Dalam buku Suharto: A Political Biography, Sejarawan Australia RE. Elson menceritakan kebimbangan hati Soeharto ketika ia tersandung masalah tuduhan menggunakan fasilitas militer untuk berbisnis. Ketika itu, Soeharto sedang bertugas di Jawa Tengah.
Saking galaunya, Soeharto akhirnya berkeinginan untuk berhenti dari militer dan memilih profesi sebagai supir taksi. Ibu Tien pun lantas menyambanginya dan berkata;
"Saya tidak menikah dengan supir taksi, tetapi seorang prajurit, seorang tentara. Hadapi masalah ini dengan kepala dingin, meskipun hatimu panas," Ujar Ibu Tien.
**
Mungkin memang benar jika Ibu Tien sudah ditakdirkan menjadi istri sang presiden. Pertemuan pertamanya dengan Soeharto terjadi saat usia mereka masih remaja di Wonogiri.

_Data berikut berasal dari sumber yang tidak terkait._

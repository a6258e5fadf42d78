//! Hover preview of project views.
//!
//! A [`session::PreviewSession`] polls the host's selection on every tick.
//! When a single view stays selected for the show delay, the view is exported
//! through an [`provider::ImageProvider`] and displayed in a floating
//! [`preview::PreviewWindow`] placed beside the host's navigation panel.
//! Losing the selection closes the preview after the close delay.
//!
//! The core is toolkit independent. The `gtk` feature adds a demo front end.

pub mod config;
pub mod error;
pub mod geometry;
pub mod host;
pub mod preview;
pub mod provider;
pub mod selection;
pub mod session;
pub mod viewport;

#[cfg(feature = "gtk")]
pub mod app;
#[cfg(feature = "gtk")]
pub mod ui;

pub use config::PreviewConfig;
pub use error::{ExportError, PreviewError};
pub use session::PreviewSession;
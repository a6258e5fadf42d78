use std::path::{Path, PathBuf};

use anyhow::Context;
use gtk4::prelude::*;
use gtk4::Application;

use crate::config::PreviewConfig;
use crate::provider::ViewCatalog;
use crate::ui::HostWindow;

const APP_ID: &str = "com.vpreview.ViewPreview";

pub struct VpreviewApp {
    app: Application,
}

impl VpreviewApp {
    pub fn new() -> Self {
        let app = Application::builder()
            .application_id(APP_ID)
            .flags(gio::ApplicationFlags::HANDLES_OPEN)
            .build();

        app.connect_activate(Self::on_activate);
        app.connect_open(Self::on_open);

        Self { app }
    }

    pub fn run(&self) -> i32 {
        self.app.run().into()
    }

    fn on_activate(app: &Application) {
        let dir = std::env::current_dir().unwrap_or_else(|_| PathBuf::from("."));
        Self::open_dir(app, &dir);
    }

    fn on_open(app: &Application, files: &[gio::File], _hint: &str) {
        match files.first().and_then(|f| f.path()) {
            Some(dir) => Self::open_dir(app, &dir),
            None => Self::on_activate(app),
        }
    }

    fn open_dir(app: &Application, dir: &Path) {
        let catalog = match ViewCatalog::scan(dir)
            .with_context(|| format!("Cannot open view directory {}", dir.display()))
        {
            Ok(catalog) => catalog,
            Err(err) => {
                tracing::error!("{err:#}");
                app.quit();
                return;
            }
        };

        let window = HostWindow::new(app, dir, catalog, PreviewConfig::from_env());
        window.present();
        // Keep the window alive by storing it on the Application.
        unsafe {
            app.set_data("host-window", window);
        }
    }
}

impl Default for VpreviewApp {
    fn default() -> Self {
        Self::new()
    }
}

Saat itu, Soeharto masih bersekolah dan Ibu Tien adalah adik kelasnya. Menurut Probosutedjo, adik tiri Soeharto dalam buku: Memoar Romantika Probosutedjo, Soeharto sudah jatuh cinta pada pandangan pertama. Namun, ia hanya bisa memendamnya karena status Ibu Tien dari kalangan ningrat Mangkunegaraan.
Beberapa tahun kemudian setelah Soeharto menjadi tentara yang berpangkat Letnan Kolonel, bibinya menyuruhnya kawin. Karena di saat itu tidak lazim bagi seorang pria berusia 26 tahun yang belum menikah.